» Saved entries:
◆ ◆ ◆ ◆ ◆
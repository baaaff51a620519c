//! S3: a deps log with a torn trailing record must load with the intact
//! prefix preserved and a warning describing the recovery.

use ninjacore::depslog::{self, DepsLog, DepsLogWriter};
use std::fs::OpenOptions;
use std::io::Write;

#[test]
fn deps_log_corruption_recovery() {
    let dir = tempfile::tempdir().unwrap();
    let path = dir.path().join("deps.log");
    let path = path.to_str().unwrap();

    let mut log = DepsLog::default();
    {
        let mut writer = DepsLogWriter::create(path).unwrap();
        writer
            .record_deps(&mut log, "out.o", 42, &["a.h".to_owned(), "b.h".to_owned()])
            .unwrap();
    }

    // A torn write: a 4-byte record header claiming an 8-byte deps payload
    // that was never actually written.
    {
        let mut file = OpenOptions::new().append(true).open(path).unwrap();
        file.write_all(&[0x08, 0x00, 0x00, 0x80]).unwrap();
    }

    let result = depslog::load(path).unwrap();
    assert!(result
        .warning
        .as_ref()
        .expect("corrupt tail should produce a warning")
        .contains("recovering"));
    assert_eq!(result.log.lookup(result.log.id_for("out.o").unwrap()).unwrap().mtime, 42);
    assert!(result.log.id_for("a.h").is_some());
    assert!(result.log.id_for("b.h").is_some());
}
//! Parses MSVC `/showIncludes` output (§4.G): separates the compiler's
//! include-path chatter from the rest of stderr/stdout so the includes can
//! feed the deps log while the remaining lines are re-emitted to the user.
//!
//! Unlike the manifest lexer or the depfile scanner, this is plain line
//! processing — MSVC's output has no real grammar, just a recognizable
//! prefix line the compiler prints once per header it opens.

pub const DEFAULT_MSVC_DEPS_PREFIX: &str = "Note: including file: ";

pub struct CLParseResult {
    /// Normalized include paths, deduplicated, excluding system headers.
    pub includes: Vec<String>,
    /// Everything else, to be re-emitted to the user verbatim (minus the
    /// input-filename echo ninja drops).
    pub output: String,
}

fn is_system_path(path: &str) -> bool {
    let lower = path.to_ascii_lowercase();
    lower.contains("program files") || lower.contains("microsoft visual studio")
}

/// Normalize an include path the way §4.F/§3 Canonicalization do: backslash
/// to forward slash, then resolve `.`/`..` and collapse repeats.
fn normalize(path: &str) -> String {
    let slashed = path.replace('\\', "/");
    crate::canon::canon_path(&slashed)
        .map(|(p, _)| p)
        .unwrap_or(slashed)
}

fn is_source_echo(line: &str) -> bool {
    let trimmed = line.trim();
    if trimmed.is_empty() || trimmed.contains(' ') || trimmed.contains(':') {
        return false;
    }
    let lower = trimmed.to_ascii_lowercase();
    [".c", ".cc", ".cxx", ".cpp"]
        .iter()
        .any(|ext| lower.ends_with(ext))
}

/// Parse the full output of one compiler invocation, splitting include
/// chatter (with the given `deps_prefix`, defaulting to
/// `DEFAULT_MSVC_DEPS_PREFIX`) away from everything else.
pub fn parse(text: &str, deps_prefix: &str) -> CLParseResult {
    let mut includes = Vec::new();
    let mut output = String::new();
    let mut seen_include = false;

    for raw_line in text.split_inclusive('\n') {
        let line = raw_line.trim_end_matches(['\r', '\n']);
        if let Some(rest) = line.strip_prefix(deps_prefix) {
            let path = rest.trim_start();
            seen_include = true;
            if !is_system_path(path) {
                let norm = normalize(path);
                if !includes.contains(&norm) {
                    includes.push(norm);
                }
            }
            continue;
        }
        if !seen_include && is_source_echo(line) {
            continue;
        }
        output.push_str(line);
        output.push('\n');
    }
    CLParseResult { includes, output }
}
◆ ◆ ◆ ◆ ◆
» Goal of the exercise:
In the records above, which lines hold the string "false"? Copy each one.

» Answer to the exercise:
        return false;
    let mut seen_include = false;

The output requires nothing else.